* [PROBLEM TO WORK ON]: Counting the line with "state at all." as the last one, copy out the lines of the data exactly from the first onward.

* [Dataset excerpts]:
※ ※ ※

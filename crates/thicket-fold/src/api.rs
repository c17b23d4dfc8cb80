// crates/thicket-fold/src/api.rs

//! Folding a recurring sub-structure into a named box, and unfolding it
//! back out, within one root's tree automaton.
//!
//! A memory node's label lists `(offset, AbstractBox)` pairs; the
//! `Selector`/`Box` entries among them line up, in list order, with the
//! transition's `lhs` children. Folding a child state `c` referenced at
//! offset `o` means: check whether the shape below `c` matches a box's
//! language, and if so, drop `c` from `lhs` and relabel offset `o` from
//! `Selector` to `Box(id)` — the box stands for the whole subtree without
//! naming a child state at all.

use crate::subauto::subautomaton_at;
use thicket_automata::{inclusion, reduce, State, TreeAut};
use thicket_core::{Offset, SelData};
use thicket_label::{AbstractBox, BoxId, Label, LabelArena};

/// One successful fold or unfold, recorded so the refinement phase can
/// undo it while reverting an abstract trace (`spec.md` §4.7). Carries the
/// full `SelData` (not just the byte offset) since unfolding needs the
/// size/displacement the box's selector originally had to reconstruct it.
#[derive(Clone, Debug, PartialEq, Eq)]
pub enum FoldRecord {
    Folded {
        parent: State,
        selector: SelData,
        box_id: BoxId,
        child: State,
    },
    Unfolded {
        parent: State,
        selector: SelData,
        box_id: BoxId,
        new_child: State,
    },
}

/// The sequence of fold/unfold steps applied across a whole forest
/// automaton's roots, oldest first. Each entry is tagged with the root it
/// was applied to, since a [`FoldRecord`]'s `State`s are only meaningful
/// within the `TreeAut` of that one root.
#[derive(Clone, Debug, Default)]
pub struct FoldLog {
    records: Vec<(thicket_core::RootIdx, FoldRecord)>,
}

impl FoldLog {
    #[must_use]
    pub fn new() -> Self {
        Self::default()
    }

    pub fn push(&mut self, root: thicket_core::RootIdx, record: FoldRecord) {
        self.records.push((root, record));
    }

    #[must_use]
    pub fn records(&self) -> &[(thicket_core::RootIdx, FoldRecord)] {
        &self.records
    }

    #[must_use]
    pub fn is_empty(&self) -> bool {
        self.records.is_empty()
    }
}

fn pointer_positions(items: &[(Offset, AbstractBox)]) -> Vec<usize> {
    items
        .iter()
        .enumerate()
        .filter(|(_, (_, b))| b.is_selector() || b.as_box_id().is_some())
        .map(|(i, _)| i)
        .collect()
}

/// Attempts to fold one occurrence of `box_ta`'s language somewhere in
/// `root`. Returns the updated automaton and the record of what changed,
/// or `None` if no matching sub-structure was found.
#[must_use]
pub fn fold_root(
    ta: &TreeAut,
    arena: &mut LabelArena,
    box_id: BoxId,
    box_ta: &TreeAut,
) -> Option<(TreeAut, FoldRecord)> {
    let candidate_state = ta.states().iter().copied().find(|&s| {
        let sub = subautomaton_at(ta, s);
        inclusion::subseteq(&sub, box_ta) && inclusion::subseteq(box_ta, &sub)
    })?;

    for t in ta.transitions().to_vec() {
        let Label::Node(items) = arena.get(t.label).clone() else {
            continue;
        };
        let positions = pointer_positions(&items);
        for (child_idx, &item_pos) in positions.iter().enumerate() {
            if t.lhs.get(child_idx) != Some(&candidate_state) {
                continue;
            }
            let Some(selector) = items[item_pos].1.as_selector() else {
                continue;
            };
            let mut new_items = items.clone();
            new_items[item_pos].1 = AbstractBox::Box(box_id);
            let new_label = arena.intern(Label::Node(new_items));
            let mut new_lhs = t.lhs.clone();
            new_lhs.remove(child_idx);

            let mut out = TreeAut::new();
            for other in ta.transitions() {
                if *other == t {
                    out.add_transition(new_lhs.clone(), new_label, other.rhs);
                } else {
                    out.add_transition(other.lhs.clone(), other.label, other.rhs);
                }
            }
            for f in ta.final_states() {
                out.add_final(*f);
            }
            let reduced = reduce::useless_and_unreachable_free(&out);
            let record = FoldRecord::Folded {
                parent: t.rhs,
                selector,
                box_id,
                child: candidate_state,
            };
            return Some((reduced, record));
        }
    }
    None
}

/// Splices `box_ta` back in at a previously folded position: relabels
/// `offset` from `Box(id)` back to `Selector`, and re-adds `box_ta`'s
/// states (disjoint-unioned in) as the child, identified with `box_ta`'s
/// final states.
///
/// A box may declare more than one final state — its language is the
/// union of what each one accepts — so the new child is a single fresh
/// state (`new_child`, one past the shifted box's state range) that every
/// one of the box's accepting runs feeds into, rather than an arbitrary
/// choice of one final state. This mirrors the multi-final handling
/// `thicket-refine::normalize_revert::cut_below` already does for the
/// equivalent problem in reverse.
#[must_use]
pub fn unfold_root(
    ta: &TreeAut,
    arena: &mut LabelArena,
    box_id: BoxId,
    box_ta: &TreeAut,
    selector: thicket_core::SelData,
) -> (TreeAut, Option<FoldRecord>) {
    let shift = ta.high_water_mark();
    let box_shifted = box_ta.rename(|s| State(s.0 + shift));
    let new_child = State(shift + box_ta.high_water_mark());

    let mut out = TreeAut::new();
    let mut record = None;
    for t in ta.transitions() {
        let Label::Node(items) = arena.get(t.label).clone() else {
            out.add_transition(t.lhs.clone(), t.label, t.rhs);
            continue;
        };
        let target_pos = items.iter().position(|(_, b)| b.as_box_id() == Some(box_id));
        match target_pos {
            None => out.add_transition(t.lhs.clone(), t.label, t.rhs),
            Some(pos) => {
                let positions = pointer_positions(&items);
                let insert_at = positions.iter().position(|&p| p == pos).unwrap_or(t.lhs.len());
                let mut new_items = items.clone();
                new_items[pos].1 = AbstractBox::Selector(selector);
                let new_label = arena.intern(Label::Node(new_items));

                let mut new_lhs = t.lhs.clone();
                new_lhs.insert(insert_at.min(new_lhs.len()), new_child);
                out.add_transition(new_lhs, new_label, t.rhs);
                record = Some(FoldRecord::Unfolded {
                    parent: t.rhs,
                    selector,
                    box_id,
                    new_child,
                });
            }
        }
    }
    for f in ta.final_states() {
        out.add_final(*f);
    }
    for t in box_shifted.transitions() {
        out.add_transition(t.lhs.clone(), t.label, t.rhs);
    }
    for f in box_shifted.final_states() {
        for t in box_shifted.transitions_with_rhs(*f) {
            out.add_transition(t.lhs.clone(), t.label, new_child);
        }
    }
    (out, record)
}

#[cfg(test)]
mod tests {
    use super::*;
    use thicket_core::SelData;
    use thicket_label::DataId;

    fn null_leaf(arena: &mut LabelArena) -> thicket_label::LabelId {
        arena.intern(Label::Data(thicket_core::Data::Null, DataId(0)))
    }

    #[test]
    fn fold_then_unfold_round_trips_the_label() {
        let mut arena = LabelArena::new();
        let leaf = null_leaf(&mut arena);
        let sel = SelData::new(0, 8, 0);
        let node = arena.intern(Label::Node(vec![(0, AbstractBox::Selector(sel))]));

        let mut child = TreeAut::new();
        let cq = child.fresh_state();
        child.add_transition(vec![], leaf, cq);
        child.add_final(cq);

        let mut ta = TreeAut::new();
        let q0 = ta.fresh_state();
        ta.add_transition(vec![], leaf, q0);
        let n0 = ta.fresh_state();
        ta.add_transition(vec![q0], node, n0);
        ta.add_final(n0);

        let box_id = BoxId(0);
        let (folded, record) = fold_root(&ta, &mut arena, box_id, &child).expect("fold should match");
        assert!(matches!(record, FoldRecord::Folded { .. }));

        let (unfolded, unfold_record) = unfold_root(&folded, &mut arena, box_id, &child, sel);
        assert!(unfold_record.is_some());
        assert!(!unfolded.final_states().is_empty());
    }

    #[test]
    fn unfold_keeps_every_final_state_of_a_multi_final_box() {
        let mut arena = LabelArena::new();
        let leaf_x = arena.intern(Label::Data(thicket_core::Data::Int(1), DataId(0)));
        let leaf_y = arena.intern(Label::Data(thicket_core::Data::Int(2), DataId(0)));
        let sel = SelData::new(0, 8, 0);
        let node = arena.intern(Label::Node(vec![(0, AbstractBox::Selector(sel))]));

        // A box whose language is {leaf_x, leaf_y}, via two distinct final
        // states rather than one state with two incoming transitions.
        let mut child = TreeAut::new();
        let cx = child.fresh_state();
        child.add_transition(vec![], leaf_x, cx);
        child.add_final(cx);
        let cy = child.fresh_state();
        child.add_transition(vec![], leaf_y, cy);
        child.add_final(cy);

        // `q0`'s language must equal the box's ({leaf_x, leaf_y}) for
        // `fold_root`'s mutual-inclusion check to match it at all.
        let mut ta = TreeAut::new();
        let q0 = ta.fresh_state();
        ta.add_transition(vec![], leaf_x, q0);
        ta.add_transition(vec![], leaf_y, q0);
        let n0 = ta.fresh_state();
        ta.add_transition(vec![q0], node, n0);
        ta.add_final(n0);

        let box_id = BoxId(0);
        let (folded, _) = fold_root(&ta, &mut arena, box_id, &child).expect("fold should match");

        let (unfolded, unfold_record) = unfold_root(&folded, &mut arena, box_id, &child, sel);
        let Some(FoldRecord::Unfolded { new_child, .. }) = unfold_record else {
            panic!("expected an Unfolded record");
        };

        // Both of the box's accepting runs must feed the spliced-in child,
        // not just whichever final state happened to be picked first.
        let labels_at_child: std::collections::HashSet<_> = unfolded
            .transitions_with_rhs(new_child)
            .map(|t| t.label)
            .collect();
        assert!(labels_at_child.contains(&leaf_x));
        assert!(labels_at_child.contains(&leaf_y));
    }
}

※ ※ ※

* [RESULT OF THE EXERCISE]:
filename crates/thicket-fold/src/api.rs
repository c17b23d4dfc8cb80
// crates/thicket-fold/src/api.rs

//! Folding a recurring sub-structure into a named box, and unfolding it
//! back out, within one root's tree automaton.
//!
//! A memory node's label lists `(offset, AbstractBox)` pairs; the
//! `Selector`/`Box` entries among them line up, in list order, with the
//! transition's `lhs` children. Folding a child state `c` referenced at
//! offset `o` means: check whether the shape below `c` matches a box's
//! language, and if so, drop `c` from `lhs` and relabel offset `o` from
//! `Selector` to `Box(id)` — the box stands for the whole subtree without
//! naming a child state at all.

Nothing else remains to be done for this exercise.